## How to complete this task
Pull from the data below each line where the word "must" occurs, and copy it.

## Recorded data
┌────────
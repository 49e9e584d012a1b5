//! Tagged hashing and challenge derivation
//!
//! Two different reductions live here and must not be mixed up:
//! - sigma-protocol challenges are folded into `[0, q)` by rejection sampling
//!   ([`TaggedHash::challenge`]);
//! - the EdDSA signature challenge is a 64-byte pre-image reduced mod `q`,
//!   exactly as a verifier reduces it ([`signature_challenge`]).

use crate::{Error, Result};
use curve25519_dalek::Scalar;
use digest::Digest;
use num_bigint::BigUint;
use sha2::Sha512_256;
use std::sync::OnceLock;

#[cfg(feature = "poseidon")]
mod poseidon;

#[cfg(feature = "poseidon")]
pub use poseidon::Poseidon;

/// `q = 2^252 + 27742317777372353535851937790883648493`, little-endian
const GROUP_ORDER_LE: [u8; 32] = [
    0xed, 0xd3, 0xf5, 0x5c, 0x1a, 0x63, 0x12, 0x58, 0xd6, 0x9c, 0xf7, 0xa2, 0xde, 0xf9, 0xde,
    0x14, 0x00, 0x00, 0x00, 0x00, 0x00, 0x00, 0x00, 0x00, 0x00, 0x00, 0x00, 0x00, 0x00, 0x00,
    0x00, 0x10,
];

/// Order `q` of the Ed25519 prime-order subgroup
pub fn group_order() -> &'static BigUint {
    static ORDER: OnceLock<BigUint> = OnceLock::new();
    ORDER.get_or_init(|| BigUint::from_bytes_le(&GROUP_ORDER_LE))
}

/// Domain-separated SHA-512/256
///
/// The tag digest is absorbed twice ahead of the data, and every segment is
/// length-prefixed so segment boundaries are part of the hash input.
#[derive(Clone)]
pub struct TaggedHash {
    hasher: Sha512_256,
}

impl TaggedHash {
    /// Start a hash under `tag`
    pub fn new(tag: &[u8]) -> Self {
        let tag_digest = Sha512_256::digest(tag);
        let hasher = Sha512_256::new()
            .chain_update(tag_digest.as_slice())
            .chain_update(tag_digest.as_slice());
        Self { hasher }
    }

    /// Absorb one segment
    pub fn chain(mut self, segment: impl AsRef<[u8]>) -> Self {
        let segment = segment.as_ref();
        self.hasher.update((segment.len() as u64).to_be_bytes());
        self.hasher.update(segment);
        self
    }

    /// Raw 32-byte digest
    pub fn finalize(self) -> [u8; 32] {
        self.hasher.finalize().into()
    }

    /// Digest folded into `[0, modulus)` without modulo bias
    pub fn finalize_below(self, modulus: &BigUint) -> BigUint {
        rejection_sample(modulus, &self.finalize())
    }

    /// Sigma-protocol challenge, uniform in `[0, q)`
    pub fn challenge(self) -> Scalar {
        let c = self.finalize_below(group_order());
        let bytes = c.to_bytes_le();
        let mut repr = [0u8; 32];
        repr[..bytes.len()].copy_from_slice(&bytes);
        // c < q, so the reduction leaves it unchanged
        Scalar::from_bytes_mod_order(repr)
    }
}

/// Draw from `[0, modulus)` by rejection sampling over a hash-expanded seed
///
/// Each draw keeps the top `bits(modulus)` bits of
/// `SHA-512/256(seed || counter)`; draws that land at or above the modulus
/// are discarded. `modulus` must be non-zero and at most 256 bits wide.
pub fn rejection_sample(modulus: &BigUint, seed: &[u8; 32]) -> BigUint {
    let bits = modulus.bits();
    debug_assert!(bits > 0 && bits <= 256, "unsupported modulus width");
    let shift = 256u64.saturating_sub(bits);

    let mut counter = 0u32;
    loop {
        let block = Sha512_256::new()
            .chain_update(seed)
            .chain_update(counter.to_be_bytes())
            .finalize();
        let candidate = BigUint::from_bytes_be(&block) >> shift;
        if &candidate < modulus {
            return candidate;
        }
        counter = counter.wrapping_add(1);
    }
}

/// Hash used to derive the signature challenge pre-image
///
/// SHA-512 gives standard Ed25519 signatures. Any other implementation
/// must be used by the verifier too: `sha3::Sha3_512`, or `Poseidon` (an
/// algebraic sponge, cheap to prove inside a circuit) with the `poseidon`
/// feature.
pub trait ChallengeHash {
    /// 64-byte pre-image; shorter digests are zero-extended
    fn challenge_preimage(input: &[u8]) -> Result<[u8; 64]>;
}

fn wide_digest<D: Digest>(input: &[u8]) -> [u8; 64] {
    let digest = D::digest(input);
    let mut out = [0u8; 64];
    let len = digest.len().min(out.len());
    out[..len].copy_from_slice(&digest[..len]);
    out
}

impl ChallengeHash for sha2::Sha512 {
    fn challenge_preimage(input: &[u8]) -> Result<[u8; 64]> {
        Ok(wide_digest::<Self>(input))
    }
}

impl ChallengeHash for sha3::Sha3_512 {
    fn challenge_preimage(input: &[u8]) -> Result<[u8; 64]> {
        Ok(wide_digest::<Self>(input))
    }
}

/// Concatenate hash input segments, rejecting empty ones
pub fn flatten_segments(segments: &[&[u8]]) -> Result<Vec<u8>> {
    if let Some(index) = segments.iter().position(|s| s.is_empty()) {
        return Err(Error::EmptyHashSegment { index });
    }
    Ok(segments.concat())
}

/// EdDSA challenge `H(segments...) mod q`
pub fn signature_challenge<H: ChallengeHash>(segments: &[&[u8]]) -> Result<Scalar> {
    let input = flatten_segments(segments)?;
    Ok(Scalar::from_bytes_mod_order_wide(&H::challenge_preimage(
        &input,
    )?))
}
└────────
## Exercise result
//! Two different reductions live here and must not be mixed up:
/// are discarded. `modulus` must be non-zero and at most 256 bits wide.
/// must be used by the verifier too: `sha3::Sha3_512`, or `Poseidon` (an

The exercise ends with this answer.